Entrepreneurs who are middle-aged or older have often built up some savings that they can draw on in the very early stages. In contrast, young entrepreneurs are just at the beginning of their earning days. Not only do they not have any savings, they are frequently still paying off their student loans. They don't have any nest egg to use as emergency funding.
Fewer Networking Contacts
When you start a business while still in your 20s or 30s, most of your schoolmates and college friends are still just starting out too. You don't yet have a web of connections in high places or contacts with successful jobs who would be willing to invest in your business idea just because they believe in you.
When you're searching for funding options you also lack those well-placed connections who could suggest your nascent business to a venture capitalist they know, or who would serve as a valuable reference in your hunt for funding.
With fewer established connections in the business world, young entrepreneurs also lack a natural way to promote their products or services. It can take longer for your business to become known without the support of any well-respected businessmen, which means it can also take longer to turn a profit.
Poor Credit History
In general, the older you are, the better your credit history is. Older entrepreneurs have generally had time to build a solid and high credit rating. Their youthful mistakes disappeared off of their credit reports long ago.

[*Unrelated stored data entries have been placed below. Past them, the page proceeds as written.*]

use serde::{Deserialize, Serialize};
use std::fs;
use std::path::Path;
use thiserror::Error;
use tracing::warn;

#[derive(Debug, Error)]
pub enum ConfigError {
    #[error("IO error: {0}")]
    Io(#[from] std::io::Error),
    #[error("Parse error: {0}")]
    Parse(#[from] toml::de::Error),
    #[error("Invalid configuration: {0}")]
    Invalid(String),
}

#[derive(Debug, Clone, Default, Serialize, Deserialize)]
#[serde(default)]
pub struct SimConfig {
    pub simulation: SimulationSettings,
    pub track: TrackSettings,
    pub car: CarSettings,
    pub lap: LapSettings,
    pub ghost: GhostSettings,
    pub logging: LoggingSettings,
}

#[derive(Debug, Clone, Serialize, Deserialize)]
#[serde(default)]
pub struct SimulationSettings {
    pub step_hz: u32,
    /// Upper bound on unprocessed real time carried between frames
    pub max_backlog_s: f32,
    pub countdown_s: f32,
    pub race_laps: u32,
}

#[derive(Debug, Clone, Serialize, Deserialize)]
#[serde(default)]
pub struct TrackSettings {
    /// Width in world units the terrain image is stretched to
    pub world_width: f32,
}

/// Vehicle tunables. Rates are per second, distances in world units.
#[derive(Debug, Clone, Serialize, Deserialize)]
#[serde(default)]
pub struct CarSettings {
    pub max_speed: f32,
    pub acceleration: f32,
    pub braking: f32,
    pub reverse_acceleration: f32,
    pub max_reverse_speed: f32,
    /// Forward speed under which the brake intent drives in reverse
    pub reverse_threshold: f32,

    // Steering
    pub max_turn_rate_deg: f32,
    pub turn_reference_speed: f32,
    pub steering_response: f32,

    // Grass transition
    pub grass_ramp_up: f32,
    pub grass_decay: f32,
    pub grass_power_loss: f32,
    pub corner_power_loss: f32,

    // Resistance
    pub rolling_friction: f32,
    pub grass_friction_factor: f32,
    pub steer_friction_factor: f32,
    pub engine_brake_factor: f32,
    pub drag_coefficient: f32,
    pub grass_drag_factor: f32,

    // Lateral grip
    pub lateral_retention: f32,
    pub grip_speed_scale: f32,
    pub grip_speed_bonus: f32,

    pub bounce_restitution: f32,

    pub length: f32,
    pub width: f32,

    pub spawn_x: f32,
    pub spawn_y: f32,
    pub spawn_rotation_deg: f32,
}

#[derive(Debug, Clone, Serialize, Deserialize)]
#[serde(default)]
pub struct LapSettings {
    pub checkpoint_cooldown_s: f32,
    pub checkpoints_required: u32,
}

#[derive(Debug, Clone, Serialize, Deserialize)]
#[serde(default)]
pub struct GhostSettings {
    pub record_hz: u32,
    pub file: String,
}

#[derive(Debug, Clone, Serialize, Deserialize)]
#[serde(default)]
pub struct LoggingSettings {
    pub level: String,
}

impl Default for SimulationSettings {
    fn default() -> Self {
        Self {
            step_hz: 60,
            max_backlog_s: 0.2,
            countdown_s: 3.0,
            race_laps: 1,
        }
    }
}

impl Default for TrackSettings {
    fn default() -> Self {
        Self { world_width: 1280.0 }
    }
}

impl Default for CarSettings {
    fn default() -> Self {
        Self {
            max_speed: 80.0,
            acceleration: 40.0,
            braking: 60.0,
            reverse_acceleration: 8.0,
            max_reverse_speed: 20.0,
            reverse_threshold: 1.0,

            max_turn_rate_deg: 90.0,
            turn_reference_speed: 20.0,
            steering_response: 6.0,

            grass_ramp_up: 2.0,
            grass_decay: 4.0,
            grass_power_loss: 0.6,
            corner_power_loss: 0.25,

            rolling_friction: 3.0,
            grass_friction_factor: 1.5,
            steer_friction_factor: 0.5,
            engine_brake_factor: 2.0,
            drag_coefficient: 0.004,
            grass_drag_factor: 5.0,

            lateral_retention: 0.7,
            grip_speed_scale: 100.0,
            grip_speed_bonus: 0.4,

            bounce_restitution: 0.3,

            length: 8.0,
            width: 4.0,

            spawn_x: 782.082,
            spawn_y: 458.342,
            spawn_rotation_deg: 145.0,
        }
    }
}

impl Default for LapSettings {
    fn default() -> Self {
        Self {
            checkpoint_cooldown_s: 0.5,
            checkpoints_required: 1,
        }
    }
}

impl Default for GhostSettings {
    fn default() -> Self {
        Self {
            record_hz: 60,
            file: "ghost.bin".to_string(),
        }
    }
}

impl Default for LoggingSettings {
    fn default() -> Self {
        Self {
            level: "info".to_string(),
        }
    }
}

impl SimConfig {
    pub fn load<P: AsRef<Path>>(path: P) -> Result<Self, ConfigError> {
        let contents = fs::read_to_string(path)?;
        let config: SimConfig = toml::from_str(&contents)?;
        config.validate()?;
        Ok(config)
    }

    pub fn load_or_default<P: AsRef<Path>>(path: P) -> Self {
        Self::load(path).unwrap_or_else(|e| {
            warn!("Failed to load config: {}, using defaults", e);
            Self::default()
        })
    }

    pub fn validate(&self) -> Result<(), ConfigError> {
        let sim = &self.simulation;
        if sim.step_hz == 0 {
            return Err(ConfigError::Invalid("simulation.step_hz must be positive".into()));
        }
        if !(sim.max_backlog_s.is_finite() && sim.max_backlog_s >= 1.0 / sim.step_hz as f32) {
            return Err(ConfigError::Invalid(format!(
                "simulation.max_backlog_s ({}) must cover at least one step",
                sim.max_backlog_s
            )));
        }
        if sim.countdown_s < 0.0 {
            return Err(ConfigError::Invalid("simulation.countdown_s must not be negative".into()));
        }
        if !(self.track.world_width > 0.0) {
            return Err(ConfigError::Invalid("track.world_width must be positive".into()));
        }
        if self.ghost.record_hz == 0 {
            return Err(ConfigError::Invalid("ghost.record_hz must be positive".into()));
        }
        let car = &self.car;
        if !(car.length > 0.0 && car.width > 0.0) {
            return Err(ConfigError::Invalid("car dimensions must be positive".into()));
        }
        if !(car.max_speed > 0.0 && car.turn_reference_speed > 0.0 && car.grip_speed_scale > 0.0) {
            return Err(ConfigError::Invalid(
                "car.max_speed, car.turn_reference_speed and car.grip_speed_scale must be positive".into(),
            ));
        }
        if !(0.0..=1.0).contains(&car.bounce_restitution) {
            return Err(ConfigError::Invalid("car.bounce_restitution must be within [0, 1]".into()));
        }
        if self.lap.checkpoint_cooldown_s < 0.0 {
            return Err(ConfigError::Invalid("lap.checkpoint_cooldown_s must not be negative".into()));
        }
        if self.lap.checkpoints_required == 0 {
            return Err(ConfigError::Invalid("lap.checkpoints_required must be at least 1".into()));
        }
        Ok(())
    }
}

But young entrepreneurs aren't in the same situation. All of their foolish financial mistakes are still very prominent on their credit reports, making credit card companies and loan companies alike turn them down for financing or offer only very high rates.
Sometimes, young entrepreneurs really only have a poor credit history because they are still young. If you only got your own credit card for the first time a few years ago, you might not yet have built up enough credit history to show a good credit score. Notice that there are credit cards for borrowers with fair credit that might be useful for young entrepreneurs.
Youth might have the energy, but as you get older, you tend to be viewed as wiser and more responsible. This is an advantage when you need to convince investors that you're a reasonable financial risk. Young entrepreneurs can find that some bank managers and investors are very reluctant to trust them with a loan or venture funding simply because they think that they are too young.
No one likes the feeling of owing money, but as you get older you realize that some debt can be positive, depending on the loan and its purpose. A short-term business loan that's taken out with careful planning of repayment schedules and with the right APR rates can be an excellent way to deal with startup capital or early cashflow issues.
However, young entrepreneurs often still feel nervous or even scared about getting into debt. For many younger entrepreneurs it's not even an issue of fearing debt but of fearing piling it too high. Many people who start a business in their 20s and 30s are still paying off student loan debt and have a mortgage and/or auto loan to pay off, as well. Adding a business loan to that might just be too daunting.
No Safety Net
Older entrepreneurs also often already have some kind of retirement fund and pension that they can fall back on if their business fails. Young entrepreneurs can be struggling to raise money for their startup at the same time as wanting to settle down in a relationship and perhaps start a family. The lack of a financial safety-net can be very worrying to young entrepreneurs.
Although young entrepreneurs have to deal with unique challenges that don't affect older entrepreneurs, they also have energy and a fresh perspective that bring unique advantages so that they can still succeed.